Incassi mancati per 3,6 miliardi di euro. È questo, secondo l’Istat, il valore delle “perdite” per lo Stato italiano in relazione all’abolizione della Tasi per l’abitazione principale. Secondo quanto affermato in commissione Finanze alla Camera da Gian Paolo Oneto, che guida la direzione centrale per la contabilità nazionale dell’Istituto nazionale di statistica, il gettito relativo al tributo è passato da un valore di circa 4,6 e 4,7 miliardi nei primi due anni di applicazione (2014 e 2015), per scendere poi a circa 1,2 miliardi nel 2016 e 1,1 miliardi nel 2017 e nel 2018 “in corrispondenza all’esclusione dell’abitazione principale“. Non è tutto. Perché nel 2018, sulla base di dati provvisori, “il gettito totale derivante da Imu e Tasi è stato di 21 miliardi e 983 milioni”. Nel dettaglio, nel 2018 l’Imu risulterebbe “in leggerissima riduzione” sul 2017 (a 19,9 mentre l’anno prima si era avvicinata a 20 miliardi) mentre la Tasi sarebbe stabile (a 1,1 miliardi).

Quelli forniti da Oneto sono dati importanti in relazione all’imminente discussione sulla Nuova Imu, già arrivata in Parlamento, e alle ipotesi di introduzione di una patrimoniale nella legge di Bilancio 2020 per finanziare alcune delle misure di welfare teorizzate dai partiti di governo.

Secondo il dirigente Istat, “il titolo di godimento dell’abitazione è strettamente associato ai livelli di povertà” e “la situazione risulta particolarmente critica per chi vive in affitto“. “Nel 2018 – ha spiegato Oneto ai parlamentari – le circa 850mila famiglie povere in affitto rappresentano quasi la metà (46,6%) di tutte le famiglie povere, a fronte di una quota di famiglie in affitto del 18,7% sul totale delle famiglie residenti”. E il dato non è confutato: “L’affitto medio per le famiglie in povertà assoluta è pari a 307 euro mensili, oltre 100 euro meno dei 418 euro pagati dalle famiglie non in condizione di povertà”. Tuttavia, “poiché la spesa media mensile complessiva delle prime è molto più bassa di quella delle seconde (865 euro contro 2.065), la voce per l’affitto pesa per il 35,5% sul totale delle spese familiari quando si è poveri (37,5% sia nel Centro sia nel Nord, 31,5% nel Mezzogiorno) e per il 20,3% quando non si è poveri”. Per quanto riguarda il Sud, le famiglie affittuarie sono in povertà assoluta nel 22,3% dei casi a fronte del 15,9% del Nord e del 14,9% del Centro”

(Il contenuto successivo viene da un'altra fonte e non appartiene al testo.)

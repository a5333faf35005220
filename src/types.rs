use serde::{Deserialize, Serialize};

/// Untagged tokens default to the source side.
#[derive(Debug, Clone, Copy, Default, PartialEq, Eq, Hash, Serialize, Deserialize)]
pub enum Language {
    #[default]
    #[serde(rename = "id")]
    Indonesian,
    #[serde(rename = "en")]
    English,
}

impl Language {
    pub fn as_str(self) -> &'static str {
        match self {
            Self::Indonesian => "id",
            Self::English => "en",
        }
    }
}

/// Externally supplied tokens may omit any field; missing text compares as the
/// empty string.
#[derive(Debug, Clone, PartialEq, Eq, Serialize, Deserialize)]
pub struct Token {
    #[serde(default)]
    pub text: String,
    /// Zero-based position in the sequence the token was produced from.
    #[serde(default)]
    pub index: usize,
    /// Character offset of the first occurrence of `text` in the lower-cased source.
    /// Repeated words share the offsets of their first occurrence.
    #[serde(default)]
    pub start: usize,
    #[serde(default)]
    pub end: usize,
    #[serde(default)]
    pub language: Language,
}

#[derive(Debug, Clone, Copy, PartialEq, Serialize)]
pub struct AlignmentEdge {
    pub source: usize,
    pub target: usize,
    pub confidence: f64,
}

#[derive(Debug, Clone, PartialEq, Serialize)]
pub struct WordAlignment {
    pub source_index: usize,
    pub target_index: usize,
    pub source_word: String,
    pub target_word: String,
    pub confidence: f64,
}

#[derive(Debug, Clone, PartialEq, Eq, Serialize)]
pub struct Phrase {
    pub source_indices: Vec<usize>,
    pub target_indices: Vec<usize>,
    pub source_text: String,
    pub target_text: String,
}

/// Token index -> aligned indices on the other side.
///
/// Entries keep first-insertion order and iteration follows it. Color assignment
/// and phrase detection rely on that order, so it is part of the contract rather
/// than an artifact of the container.
#[derive(Debug, Clone, Default, PartialEq, Eq, Serialize)]
#[serde(transparent)]
pub struct OrderedLinks {
    entries: Vec<(usize, Vec<usize>)>,
}

impl OrderedLinks {
    pub fn new() -> Self {
        Self::default()
    }

    pub fn push(&mut self, key: usize, value: usize) {
        match self.entries.iter_mut().find(|(k, _)| *k == key) {
            Some((_, values)) => values.push(value),
            None => self.entries.push((key, vec![value])),
        }
    }

    pub fn get(&self, key: usize) -> Option<&[usize]> {
        self.entries
            .iter()
            .find(|(k, _)| *k == key)
            .map(|(_, values)| values.as_slice())
    }

    pub fn contains_key(&self, key: usize) -> bool {
        self.get(key).is_some()
    }

    pub fn iter(&self) -> impl Iterator<Item = (usize, &[usize])> {
        self.entries.iter().map(|(k, v)| (*k, v.as_slice()))
    }

    pub fn len(&self) -> usize {
        self.entries.len()
    }

    pub fn is_empty(&self) -> bool {
        self.entries.is_empty()
    }
}

#[derive(Debug, Clone, Default, PartialEq, Serialize)]
pub struct AlignmentResult {
    pub word_alignment: Vec<WordAlignment>,
    pub phrase_alignment: Vec<Phrase>,
    pub source_to_target: OrderedLinks,
    pub target_to_source: OrderedLinks,
}

impl AlignmentResult {
    pub fn is_empty(&self) -> bool {
        self.word_alignment.is_empty()
    }

    /// Aggregate counts over the alignment, classifying each source index by the
    /// multiplicity of its links.
    pub fn statistics(&self) -> AlignmentStatistics {
        let total_alignments = self.word_alignment.len();
        let average_confidence = if total_alignments == 0 {
            0.0
        } else {
            self.word_alignment.iter().map(|w| w.confidence).sum::<f64>()
                / total_alignments as f64
        };

        let mut stats = AlignmentStatistics {
            total_alignments,
            average_confidence,
            phrase_count: self.phrase_alignment.len(),
            ..AlignmentStatistics::default()
        };

        for (_, targets) in self.source_to_target.iter() {
            match targets {
                [only] => {
                    let back = self.target_to_source.get(*only).map_or(0, |s| s.len());
                    if back == 1 {
                        stats.one_to_one += 1;
                    } else {
                        stats.many_to_one += 1;
                    }
                }
                [] => {}
                _ => stats.one_to_many += 1,
            }
        }
        stats
    }
}

#[derive(Debug, Clone, Default, PartialEq, Serialize)]
pub struct AlignmentStatistics {
    pub total_alignments: usize,
    pub average_confidence: f64,
    pub phrase_count: usize,
    pub one_to_one: usize,
    pub one_to_many: usize,
    pub many_to_one: usize,
}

Tra le famiglie che vivono in casa di proprietà, invece, “paga un mutuo il 16,1% di quelle in povertà assoluta rispetto al 19,4% delle famiglie non povere”. Per l’Istat si tratta di una voce di bilancio che è “un investimento e per le famiglie che la sostengono rappresenta un’uscita rilevante”. Ciò, aggiunge Oneto, “può essere particolarmente gravoso per quelle che scendono sotto la soglia di povertà anche a causa di questo esborso che non può essere dedicato a spese per consumi”. Passando agli importi, “la rata media effettiva per le famiglie che pagano un mutuo è di 452 euro mensili per quelle povere e di 569 euro per le non povere”.